*Work to complete*. The expected reply is all of the data, returned exactly.

*Data extracted from a collection*.
..........

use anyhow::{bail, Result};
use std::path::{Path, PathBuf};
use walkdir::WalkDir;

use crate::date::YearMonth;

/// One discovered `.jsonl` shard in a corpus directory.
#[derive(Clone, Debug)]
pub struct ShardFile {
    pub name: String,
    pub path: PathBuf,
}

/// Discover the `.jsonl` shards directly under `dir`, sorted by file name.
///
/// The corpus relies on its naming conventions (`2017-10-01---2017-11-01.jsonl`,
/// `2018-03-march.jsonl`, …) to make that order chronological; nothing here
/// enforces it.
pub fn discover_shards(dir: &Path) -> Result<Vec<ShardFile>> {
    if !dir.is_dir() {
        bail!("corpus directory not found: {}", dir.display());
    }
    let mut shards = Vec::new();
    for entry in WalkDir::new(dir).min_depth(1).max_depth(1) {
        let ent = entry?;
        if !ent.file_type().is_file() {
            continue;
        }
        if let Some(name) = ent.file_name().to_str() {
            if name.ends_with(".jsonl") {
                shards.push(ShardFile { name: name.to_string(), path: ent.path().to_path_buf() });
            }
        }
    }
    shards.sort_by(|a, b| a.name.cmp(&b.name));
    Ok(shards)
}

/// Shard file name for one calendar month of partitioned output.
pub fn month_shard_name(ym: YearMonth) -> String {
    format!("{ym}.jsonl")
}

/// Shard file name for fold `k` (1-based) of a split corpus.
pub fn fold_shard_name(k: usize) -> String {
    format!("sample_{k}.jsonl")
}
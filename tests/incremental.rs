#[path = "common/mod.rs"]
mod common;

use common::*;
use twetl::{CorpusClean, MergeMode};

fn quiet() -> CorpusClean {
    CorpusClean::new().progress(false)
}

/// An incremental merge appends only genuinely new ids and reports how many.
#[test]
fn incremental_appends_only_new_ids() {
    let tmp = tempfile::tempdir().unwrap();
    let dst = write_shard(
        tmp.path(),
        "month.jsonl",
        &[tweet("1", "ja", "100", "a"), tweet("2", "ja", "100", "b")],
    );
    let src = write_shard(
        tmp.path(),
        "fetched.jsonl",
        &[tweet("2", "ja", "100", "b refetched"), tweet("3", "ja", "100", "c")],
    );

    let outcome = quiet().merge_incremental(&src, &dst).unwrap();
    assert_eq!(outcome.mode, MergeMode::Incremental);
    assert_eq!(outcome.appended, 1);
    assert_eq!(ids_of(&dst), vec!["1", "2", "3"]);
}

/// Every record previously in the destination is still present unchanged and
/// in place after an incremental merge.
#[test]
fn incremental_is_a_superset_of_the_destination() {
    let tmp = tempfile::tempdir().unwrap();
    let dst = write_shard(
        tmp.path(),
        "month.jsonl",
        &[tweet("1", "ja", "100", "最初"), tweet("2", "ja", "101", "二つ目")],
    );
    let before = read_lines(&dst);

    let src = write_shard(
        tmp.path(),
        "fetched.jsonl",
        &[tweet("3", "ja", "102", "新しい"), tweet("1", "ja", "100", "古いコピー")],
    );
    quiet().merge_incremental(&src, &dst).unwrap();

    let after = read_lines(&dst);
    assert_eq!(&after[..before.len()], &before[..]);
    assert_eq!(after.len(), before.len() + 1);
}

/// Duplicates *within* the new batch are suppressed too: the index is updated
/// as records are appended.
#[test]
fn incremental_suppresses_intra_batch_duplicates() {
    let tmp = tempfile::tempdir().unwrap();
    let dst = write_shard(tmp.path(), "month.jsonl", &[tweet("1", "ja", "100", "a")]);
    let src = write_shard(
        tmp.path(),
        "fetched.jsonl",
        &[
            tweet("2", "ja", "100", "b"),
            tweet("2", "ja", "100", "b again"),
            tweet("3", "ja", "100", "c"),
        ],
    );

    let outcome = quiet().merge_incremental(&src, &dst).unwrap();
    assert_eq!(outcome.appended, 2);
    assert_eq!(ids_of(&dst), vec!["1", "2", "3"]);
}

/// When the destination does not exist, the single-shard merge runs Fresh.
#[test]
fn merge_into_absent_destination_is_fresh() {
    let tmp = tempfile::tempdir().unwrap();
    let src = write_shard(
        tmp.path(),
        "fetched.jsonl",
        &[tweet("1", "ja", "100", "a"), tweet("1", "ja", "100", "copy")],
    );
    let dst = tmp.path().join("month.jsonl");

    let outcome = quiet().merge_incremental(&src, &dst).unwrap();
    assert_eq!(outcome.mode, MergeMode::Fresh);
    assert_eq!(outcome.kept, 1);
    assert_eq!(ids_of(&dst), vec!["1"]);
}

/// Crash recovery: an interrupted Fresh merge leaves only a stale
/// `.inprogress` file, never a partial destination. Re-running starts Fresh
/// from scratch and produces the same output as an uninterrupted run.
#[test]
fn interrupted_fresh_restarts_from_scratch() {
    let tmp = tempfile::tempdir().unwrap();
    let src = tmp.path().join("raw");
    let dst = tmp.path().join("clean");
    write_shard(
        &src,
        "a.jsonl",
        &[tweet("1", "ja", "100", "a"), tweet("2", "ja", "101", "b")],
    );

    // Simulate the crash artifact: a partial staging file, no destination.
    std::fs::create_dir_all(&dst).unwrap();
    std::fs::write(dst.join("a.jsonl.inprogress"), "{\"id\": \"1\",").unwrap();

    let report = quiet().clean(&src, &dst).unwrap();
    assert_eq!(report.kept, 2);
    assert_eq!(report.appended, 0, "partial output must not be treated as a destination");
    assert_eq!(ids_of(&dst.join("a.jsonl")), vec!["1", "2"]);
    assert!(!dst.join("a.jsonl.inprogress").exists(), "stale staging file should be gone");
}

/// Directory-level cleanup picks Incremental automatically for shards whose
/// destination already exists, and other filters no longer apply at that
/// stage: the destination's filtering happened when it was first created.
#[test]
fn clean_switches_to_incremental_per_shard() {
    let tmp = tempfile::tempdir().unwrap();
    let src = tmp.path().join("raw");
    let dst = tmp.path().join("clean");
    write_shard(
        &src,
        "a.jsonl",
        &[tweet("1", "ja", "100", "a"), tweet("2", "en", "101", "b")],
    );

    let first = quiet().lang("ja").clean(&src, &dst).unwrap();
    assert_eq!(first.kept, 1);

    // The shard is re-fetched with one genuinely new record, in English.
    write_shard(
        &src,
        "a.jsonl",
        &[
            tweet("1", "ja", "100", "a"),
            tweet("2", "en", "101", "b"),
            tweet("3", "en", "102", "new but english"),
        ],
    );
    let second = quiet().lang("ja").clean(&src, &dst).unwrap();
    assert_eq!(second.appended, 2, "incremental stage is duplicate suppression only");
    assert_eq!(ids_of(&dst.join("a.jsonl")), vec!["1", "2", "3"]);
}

..........

*Result of the task*.
use anyhow::{bail, Result};
use std::path::{Path, PathBuf};
use walkdir::WalkDir;

use crate::date::YearMonth;

/// One discovered `.jsonl` shard in a corpus directory.
#[derive(Clone, Debug)]
pub struct ShardFile {
    pub name: String,
    pub path: PathBuf,
}

/// Discover the `.jsonl` shards directly under `dir`, sorted by file name.
///
/// The corpus relies on its naming conventions (`2017-10-01---2017-11-01.jsonl`,
/// `2018-03-march.jsonl`, …) to make that order chronological; nothing here
/// enforces it.
pub fn discover_shards(dir: &Path) -> Result<Vec<ShardFile>> {
    if !dir.is_dir() {
        bail!("corpus directory not found: {}", dir.display());
    }
    let mut shards = Vec::new();
    for entry in WalkDir::new(dir).min_depth(1).max_depth(1) {
        let ent = entry?;
        if !ent.file_type().is_file() {
            continue;
        }
        if let Some(name) = ent.file_name().to_str() {
            if name.ends_with(".jsonl") {
                shards.push(ShardFile { name: name.to_string(), path: ent.path().to_path_buf() });
            }
        }
    }
    shards.sort_by(|a, b| a.name.cmp(&b.name));
    Ok(shards)
}

/// Shard file name for one calendar month of partitioned output.
pub fn month_shard_name(ym: YearMonth) -> String {
    format!("{ym}.jsonl")
}

/// Shard file name for fold `k` (1-based) of a split corpus.
pub fn fold_shard_name(k: usize) -> String {
    format!("sample_{k}.jsonl")
}
filename tests/incremental.rs
#[path = "common/mod.rs"]
mod common;

use common::*;
use twetl::{CorpusClean, MergeMode};

fn quiet() -> CorpusClean {
    CorpusClean::new().progress(false)
}

/// An incremental merge appends only genuinely new ids and reports how many.
#[test]
fn incremental_appends_only_new_ids() {
    let tmp = tempfile::tempdir().unwrap();
    let dst = write_shard(
        tmp.path(),
        "month.jsonl",
        &[tweet("1", "ja", "100", "a"), tweet("2", "ja", "100", "b")],
    );
    let src = write_shard(
        tmp.path(),
        "fetched.jsonl",
        &[tweet("2", "ja", "100", "b refetched"), tweet("3", "ja", "100", "c")],
    );

    let outcome = quiet().merge_incremental(&src, &dst).unwrap();
    assert_eq!(outcome.mode, MergeMode::Incremental);
    assert_eq!(outcome.appended, 1);
    assert_eq!(ids_of(&dst), vec!["1", "2", "3"]);
}

/// Every record previously in the destination is still present unchanged and
/// in place after an incremental merge.
#[test]
fn incremental_is_a_superset_of_the_destination() {
    let tmp = tempfile::tempdir().unwrap();
    let dst = write_shard(
        tmp.path(),
        "month.jsonl",
        &[tweet("1", "ja", "100", "最初"), tweet("2", "ja", "101", "二つ目")],
    );
    let before = read_lines(&dst);

    let src = write_shard(
        tmp.path(),
        "fetched.jsonl",
        &[tweet("3", "ja", "102", "新しい"), tweet("1", "ja", "100", "古いコピー")],
    );
    quiet().merge_incremental(&src, &dst).unwrap();

    let after = read_lines(&dst);
    assert_eq!(&after[..before.len()], &before[..]);
    assert_eq!(after.len(), before.len() + 1);
}

/// Duplicates *within* the new batch are suppressed too: the index is updated
/// as records are appended.
#[test]
fn incremental_suppresses_intra_batch_duplicates() {
    let tmp = tempfile::tempdir().unwrap();
    let dst = write_shard(tmp.path(), "month.jsonl", &[tweet("1", "ja", "100", "a")]);
    let src = write_shard(
        tmp.path(),
        "fetched.jsonl",
        &[
            tweet("2", "ja", "100", "b"),
            tweet("2", "ja", "100", "b again"),
            tweet("3", "ja", "100", "c"),
        ],
    );

    let outcome = quiet().merge_incremental(&src, &dst).unwrap();
    assert_eq!(outcome.appended, 2);
    assert_eq!(ids_of(&dst), vec!["1", "2", "3"]);
}

/// When the destination does not exist, the single-shard merge runs Fresh.
#[test]
fn merge_into_absent_destination_is_fresh() {
    let tmp = tempfile::tempdir().unwrap();
    let src = write_shard(
        tmp.path(),
        "fetched.jsonl",
        &[tweet("1", "ja", "100", "a"), tweet("1", "ja", "100", "copy")],
    );
    let dst = tmp.path().join("month.jsonl");

    let outcome = quiet().merge_incremental(&src, &dst).unwrap();
    assert_eq!(outcome.mode, MergeMode::Fresh);
    assert_eq!(outcome.kept, 1);
    assert_eq!(ids_of(&dst), vec!["1"]);
}

/// Crash recovery: an interrupted Fresh merge leaves only a stale
/// `.inprogress` file, never a partial destination. Re-running starts Fresh
/// from scratch and produces the same output as an uninterrupted run.
#[test]
fn interrupted_fresh_restarts_from_scratch() {
    let tmp = tempfile::tempdir().unwrap();
    let src = tmp.path().join("raw");
    let dst = tmp.path().join("clean");
    write_shard(
        &src,
        "a.jsonl",
        &[tweet("1", "ja", "100", "a"), tweet("2", "ja", "101", "b")],
    );

    // Simulate the crash artifact: a partial staging file, no destination.
    std::fs::create_dir_all(&dst).unwrap();
    std::fs::write(dst.join("a.jsonl.inprogress"), "{\"id\": \"1\",").unwrap();

    let report = quiet().clean(&src, &dst).unwrap();
    assert_eq!(report.kept, 2);
    assert_eq!(report.appended, 0, "partial output must not be treated as a destination");
    assert_eq!(ids_of(&dst.join("a.jsonl")), vec!["1", "2"]);
    assert!(!dst.join("a.jsonl.inprogress").exists(), "stale staging file should be gone");
}

/// Directory-level cleanup picks Incremental automatically for shards whose
/// destination already exists, and other filters no longer apply at that
/// stage: the destination's filtering happened when it was first created.
#[test]
fn clean_switches_to_incremental_per_shard() {
    let tmp = tempfile::tempdir().unwrap();
    let src = tmp.path().join("raw");
    let dst = tmp.path().join("clean");
    write_shard(
        &src,
        "a.jsonl",
        &[tweet("1", "ja", "100", "a"), tweet("2", "en", "101", "b")],
    );

    let first = quiet().lang("ja").clean(&src, &dst).unwrap();
    assert_eq!(first.kept, 1);

    // The shard is re-fetched with one genuinely new record, in English.
    write_shard(
        &src,
        "a.jsonl",
        &[
            tweet("1", "ja", "100", "a"),
            tweet("2", "en", "101", "b"),
            tweet("3", "en", "102", "new but english"),
        ],
    );
    let second = quiet().lang("ja").clean(&src, &dst).unwrap();
    assert_eq!(second.appended, 2, "incremental stage is duplicate suppression only");
    assert_eq!(ids_of(&dst.join("a.jsonl")), vec!["1", "2", "3"]);
}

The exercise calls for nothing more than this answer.